部屋へ入れと促がしたが、彼は無表情で首を振る。
玄関でびしょ濡れのまま立ち尽くすセイは、
あの日見たP−No.key.零号機にそっくりだった。
…否、P−No.key.零号機が、彼にそっくりなのか

「俺は今や世界一の凶悪な犯罪者になっちまった。」
「それは違うよ、セイ、諦めちゃ駄目だ。
まだ君を支援してくれる人が大勢いる筈だよ。」
「だがこの流れを変える事はもう無理に等しいだろう。」
「今タオルを持ってくる、待っててくれ。」
ソラは踵を返して洗面所へ走る。
その時、セイが小さく何かを呟いているのが聴こえた。
「結局、この世に人間が存在しているのが間違えなんだ…。

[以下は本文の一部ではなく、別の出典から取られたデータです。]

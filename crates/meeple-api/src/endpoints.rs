//! Self-description of the API surface served at `GET /api`. Pure data, no
//! store access.

use axum::Json;
use serde_json::{Value, json};

use meeple_types::api::EndpointsResponse;

pub async fn get_endpoints() -> Json<EndpointsResponse> {
    Json(EndpointsResponse {
        endpoints: describe(),
    })
}

pub fn describe() -> Value {
    json!({
        "GET /api": {
            "description": "returns a json representation of all available endpoints of the api"
        },
        "GET /api/categories": {
            "description": "responds with JSON containing an array of category objects with a key of 'categories'",
            "queries": [],
            "exampleResponse": {
                "categories": [{
                    "slug": "euro game",
                    "description": "Abstract games that involve little luck"
                }]
            }
        },
        "GET /api/reviews": {
            "description": "responds with JSON containing an array of reviews with key of reviews",
            "queries": ["category", "sortBy", "sortOrder"],
            "exampleResponse": {
                "reviews": [{
                    "owner": "mallionaire",
                    "title": "Agricola",
                    "review_id": 1,
                    "review_body": "Farmyard fun!",
                    "category": "euro game",
                    "review_img_url": "https://images.pexels.com/photos/974314/pexels-photo-974314.jpeg?w=700&h=700",
                    "created_at": "2021-01-18T10:00:20.514Z",
                    "votes": 1,
                    "designer": "Uwe Rosenberg",
                    "comment_count": 0
                }]
            }
        },
        "GET /api/reviews/:review_id": {
            "description": "responds with JSON containing the expected review according to the review ID",
            "queries": [],
            "exampleResponse": {
                "review": {
                    "review_id": 2,
                    "title": "Jenga",
                    "review_body": "Fiddly fun for all the family",
                    "designer": "Leslie Scott",
                    "review_img_url": "https://images.pexels.com/photos/4473494/pexels-photo-4473494.jpeg?w=700&h=700",
                    "votes": 5,
                    "category": "dexterity",
                    "owner": "philippaclaire9",
                    "created_at": "2021-01-18T10:01:41.251Z"
                }
            }
        },
        "PATCH /api/reviews/:review_id": {
            "description": "updates votes on a review by specified amount",
            "queries": [],
            "request_body": {
                "inc_votes": "number to increase or decrease votes by"
            },
            "exampleResponse": {
                "review": {
                    "review_id": 1,
                    "title": "Agricola",
                    "review_body": "Farmyard fun!",
                    "designer": "Uwe Rosenberg",
                    "review_img_url": "https://images.pexels.com/photos/974314/pexels-photo-974314.jpeg?w=700&h=700",
                    "votes": 5,
                    "category": "euro game",
                    "owner": "mallionaire",
                    "created_at": "2021-01-18T10:00:20.514Z"
                }
            }
        },
        "GET /api/reviews/:review_id/comments": {
            "description": "responds with JSON containing an array of comments associated with the given review_id",
            "queries": [],
            "exampleResponse": {
                "comments": [{
                    "comment_id": 1,
                    "votes": 16,
                    "created_at": "2017-11-22T12:43:33.389Z",
                    "author": "bainesface",
                    "body": "I loved this game too!",
                    "review_id": 2
                }]
            }
        },
        "POST /api/reviews/:review_id/comments": {
            "description": "Inserts a new comment into the comments table from a body and user given in the request",
            "queries": [],
            "request_body": {
                "username": "username the comment is associated with",
                "body": "body of the comment"
            },
            "exampleResponse": {
                "comment": {
                    "comment_id": 7,
                    "body": "What a fun game!",
                    "review_id": 1,
                    "author": "mallionaire",
                    "votes": 0,
                    "created_at": "2023-04-25T12:07:42Z"
                }
            }
        },
        "GET /api/users": {
            "description": "responds with a JSON containing an array of users",
            "queries": [],
            "exampleResponse": {
                "users": [{
                    "username": "mallionaire",
                    "name": "haz",
                    "avatar_url": "https://www.healthytherapies.com/wp-content/uploads/2016/06/Lime3.jpg"
                }]
            }
        },
        "DELETE /api/comments/:comment_id": {
            "description": "deletes a specific comment according to comment_id",
            "queries": [],
            "response": "No content, 204 status code"
        }
    })
}
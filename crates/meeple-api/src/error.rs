//! The terminal error translator: every handler returns `Result<_,
//! ApiError>` and this `IntoResponse` impl is the only place HTTP status
//! codes are decided from failures.

use axum::{
    Json,
    http::StatusCode,
    response::{IntoResponse, Response},
};
use thiserror::Error;
use tracing::error;

use meeple_db::StoreError;
use meeple_types::api::ErrorBody;

#[derive(Debug, Error)]
pub enum ApiError {
    /// Non-numeric path parameter on the non-vote routes.
    #[error("Not a valid ID, must be a number")]
    InvalidId,

    /// Non-numeric review id or `inc_votes` on the vote update.
    #[error("Not a valid review_id / no. of votes")]
    InvalidVotePayload,

    /// `sortBy` value outside the allow-list.
    #[error("Invalid sortBy query")]
    InvalidSortColumn,

    /// `sortOrder` value outside the allow-list.
    #[error("Invalid sortOrder query")]
    InvalidSortOrder,

    /// Required comment field absent from the request body.
    #[error("Malformed body / missing required fields")]
    MissingFields,

    #[error("Cannot decrement votes below zero")]
    VoteBelowZero,

    #[error("No review found with review_id: {0}")]
    ReviewNotFound(i64),

    #[error("Review_id does not exist")]
    VoteTargetMissing,

    #[error("Review_id does not exist in database")]
    UnknownReview,

    #[error("Username does not exist in database")]
    UnknownUser,

    #[error("No comment found with comment_id: {0}")]
    CommentNotFound(i64),

    /// Unexpected store failure. The cause is logged server-side; the
    /// client only ever sees the generic message.
    #[error("Server Error!")]
    Internal(#[source] StoreError),
}

impl From<StoreError> for ApiError {
    fn from(err: StoreError) -> Self {
        match err {
            StoreError::ReviewNotFound(id) => ApiError::ReviewNotFound(id),
            StoreError::CommentNotFound(id) => ApiError::CommentNotFound(id),
            StoreError::VoteTargetMissing => ApiError::VoteTargetMissing,
            StoreError::VoteBelowZero => ApiError::VoteBelowZero,
            StoreError::UnknownReview => ApiError::UnknownReview,
            StoreError::UnknownUser => ApiError::UnknownUser,
            err @ (StoreError::Sqlite(_) | StoreError::Internal(_)) => ApiError::Internal(err),
        }
    }
}

impl ApiError {
    fn status(&self) -> StatusCode {
        match self {
            ApiError::InvalidId
            | ApiError::InvalidVotePayload
            | ApiError::InvalidSortColumn
            | ApiError::InvalidSortOrder
            | ApiError::MissingFields
            | ApiError::VoteBelowZero => StatusCode::BAD_REQUEST,
            ApiError::ReviewNotFound(_)
            | ApiError::VoteTargetMissing
            | ApiError::UnknownReview
            | ApiError::UnknownUser
            | ApiError::CommentNotFound(_) => StatusCode::NOT_FOUND,
            ApiError::Internal(_) => StatusCode::INTERNAL_SERVER_ERROR,
        }
    }
}

impl IntoResponse for ApiError {
    fn into_response(self) -> Response {
        if let ApiError::Internal(cause) = &self {
            error!("store failure: {cause}");
        }
        let body = ErrorBody {
            msg: self.to_string(),
        };
        (self.status(), Json(body)).into_response()
    }
}
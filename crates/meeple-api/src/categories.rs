use axum::{Json, extract::State};

use meeple_types::api::CategoriesResponse;

use crate::{ApiError, AppState};

pub async fn get_categories(
    State(state): State<AppState>,
) -> Result<Json<CategoriesResponse>, ApiError> {
    let categories = state
        .db
        .list_categories()?
        .into_iter()
        .map(Into::into)
        .collect();
    Ok(Json(CategoriesResponse { categories }))
}
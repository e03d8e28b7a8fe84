use chrono::{DateTime, Utc};
use serde::{Deserialize, Serialize};

/// A labeled genre/tag applied to reviews. Read-only from the API's
/// perspective; rows are seeded externally.
#[derive(Debug, Clone, Serialize, Deserialize)]
pub struct Category {
    pub slug: String,
    pub description: String,
}

/// A board-game review, the primary content entity. Mutable only via the
/// vote update.
#[derive(Debug, Clone, Serialize, Deserialize)]
pub struct Review {
    pub review_id: i64,
    pub title: String,
    pub review_body: String,
    pub designer: String,
    pub review_img_url: String,
    pub votes: i64,
    pub category: String,
    pub owner: String,
    pub created_at: DateTime<Utc>,
}

/// A review as returned by the listing endpoint: every review field plus
/// the derived comment count. `comment_count` is computed at read time and
/// never stored.
#[derive(Debug, Clone, Serialize, Deserialize)]
pub struct ReviewWithCommentCount {
    pub review_id: i64,
    pub title: String,
    pub review_body: String,
    pub designer: String,
    pub review_img_url: String,
    pub votes: i64,
    pub category: String,
    pub owner: String,
    pub created_at: DateTime<Utc>,
    pub comment_count: i64,
}

/// A user-authored reply attached to a review. Created and deleted, never
/// updated.
#[derive(Debug, Clone, Serialize, Deserialize)]
pub struct Comment {
    pub comment_id: i64,
    pub body: String,
    pub votes: i64,
    pub author: String,
    pub review_id: i64,
    pub created_at: DateTime<Utc>,
}

#[derive(Debug, Clone, Serialize, Deserialize)]
pub struct User {
    pub username: String,
    pub name: String,
    pub avatar_url: String,
}
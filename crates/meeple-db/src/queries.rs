use rusqlite::{OptionalExtension, Row, params};
use std::fmt;
use std::str::FromStr;

use crate::Database;
use crate::error::{StoreError, StoreResult};
use crate::models::{CategoryRow, CommentRow, ReviewRow, ReviewWithCommentsRow, UserRow};

/// Columns the review listing may be sorted by. Sorting is only ever done
/// through this closed enum; user input never reaches the query text.
#[derive(Debug, Clone, Copy, PartialEq, Eq)]
pub enum SortColumn {
    Owner,
    Title,
    ReviewId,
    Category,
    ReviewImgUrl,
    CreatedAt,
    Votes,
    Designer,
    CommentCount,
}

impl SortColumn {
    fn as_sql(self) -> &'static str {
        match self {
            SortColumn::Owner => "r.owner",
            SortColumn::Title => "r.title",
            SortColumn::ReviewId => "r.review_id",
            SortColumn::Category => "r.category",
            SortColumn::ReviewImgUrl => "r.review_img_url",
            SortColumn::CreatedAt => "r.created_at",
            SortColumn::Votes => "r.votes",
            SortColumn::Designer => "r.designer",
            SortColumn::CommentCount => "comment_count",
        }
    }
}

impl FromStr for SortColumn {
    type Err = UnknownSortValue;

    fn from_str(s: &str) -> Result<Self, Self::Err> {
        match s {
            "owner" => Ok(SortColumn::Owner),
            "title" => Ok(SortColumn::Title),
            "review_id" => Ok(SortColumn::ReviewId),
            "category" => Ok(SortColumn::Category),
            "review_img_url" => Ok(SortColumn::ReviewImgUrl),
            "created_at" => Ok(SortColumn::CreatedAt),
            "votes" => Ok(SortColumn::Votes),
            "designer" => Ok(SortColumn::Designer),
            "comment_count" => Ok(SortColumn::CommentCount),
            _ => Err(UnknownSortValue),
        }
    }
}
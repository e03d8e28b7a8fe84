pub mod categories;
pub mod comments;
pub mod endpoints;
pub mod error;
pub mod reviews;
pub mod users;

pub use error::ApiError;

use std::sync::Arc;

use axum::{
    Router,
    routing::{delete, get},
};

use meeple_db::Database;

pub type AppState = Arc<AppStateInner>;

pub struct AppStateInner {
    pub db: Database,
}

/// The full `/api` surface. Kept separate from the binary so the test
/// suites can drive the router directly.
pub fn router(state: AppState) -> Router {
    Router::new()
        .route("/api", get(endpoints::get_endpoints))
        .route("/api/categories", get(categories::get_categories))
        .route("/api/reviews", get(reviews::get_reviews))
        .route(
            "/api/reviews/{review_id}",
            get(reviews::get_review).patch(reviews::patch_votes),
        )
        .route(
            "/api/reviews/{review_id}/comments",
            get(comments::get_review_comments).post(comments::post_comment),
        )
        .route("/api/users", get(users::get_users))
        .route("/api/comments/{comment_id}", delete(comments::delete_comment))
        .with_state(state)
}

/// Path ids arrive as opaque strings; a value that is not a number maps to
/// the id-specific 400. The PATCH route does its own parse because its 400
/// message also covers the vote amount.
pub(crate) fn parse_id(raw: &str) -> Result<i64, ApiError> {
    raw.parse().map_err(|_| ApiError::InvalidId)
}
use thiserror::Error;

/// Failures raised by the query layer. Each variant carries enough shape
/// for the HTTP layer to pick a status code and message without inspecting
/// SQL error text.
#[derive(Debug, Error)]
pub enum StoreError {
    /// Well-formed review id with no matching row (lookups).
    #[error("no review with id {0}")]
    ReviewNotFound(i64),

    /// Well-formed comment id with no matching row (deletion).
    #[error("no comment with id {0}")]
    CommentNotFound(i64),

    /// Vote update targeted a review id with no matching row.
    #[error("vote update target does not exist")]
    VoteTargetMissing,

    /// Applying the delta would drive the vote count negative; the row is
    /// left unchanged.
    #[error("vote decrement below zero rejected")]
    VoteBelowZero,

    /// Comment insertion referenced a review that does not exist.
    #[error("referenced review does not exist")]
    UnknownReview,

    /// Comment insertion referenced a username that does not exist.
    #[error("referenced user does not exist")]
    UnknownUser,

    #[error(transparent)]
    Sqlite(#[from] rusqlite::Error),

    #[error("internal store error: {0}")]
    Internal(String),
}

pub type StoreResult<T> = Result<T, StoreError>;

」
ソラはその言葉にギョッとしてセイを見つめた。
「バカな事を考えないでくれよ…?」
「人間が悪用する事なんて本当は想像がついてたんだ、俺は。
考えてみたら俺も人間じゃないか。なぁ、そうだよな。」
「だって…今回の事は、君が悪用したんじゃないだろう!?」
「俺は欲に目が眩んだのさ。名誉に、地位に、金に、権威…
P−No.key達を悪用する人間がいる事位、
人間が過ちを犯し続ける生き物だって事位、
本当はとっくの昔に気付いてたんだよ!」
「でも…人間なら欲望があって当然じゃない!
それが生きていく糧になる場合だって…!」

その言葉を遮る様にセイが顔を上げた。

「ソラ、俺は始末をつけるよ。
自分の犯した過ちを“零”にする事にしたよ。
だから罰として俺の二号の“零”の化けの皮を剥いで、
五つにするからね!閉じ込めちゃうからね!


意味不明な言葉。…その目には生気がない。
ソラはゾッとして、セイの方へ近寄り、その左腕を掴もうと手を伸ばした。
その瞬間。
セイは声を立ててけたたましく笑い出した。

狂った様に。
…いや、もう既に狂っていたのかも知れない。

「ソラ!俺は“零”になる!!
そして、世界を“零”にする!!俺が、世界を!!!」


ゲラゲラ笑いながらセイは扉を勢いよく開けて、土砂降りの中へ飛び出していった。

「セイ!!!!」

ソラの彼を呼ぶ声は強く叩きつける雨の音で掻き消されてしまう。
…それがソラがセイを見た最後だった。

…その後の目を覆いたくなる様なあの日の
悪夢の様な光景が、ソラの脳裏に蘇った…。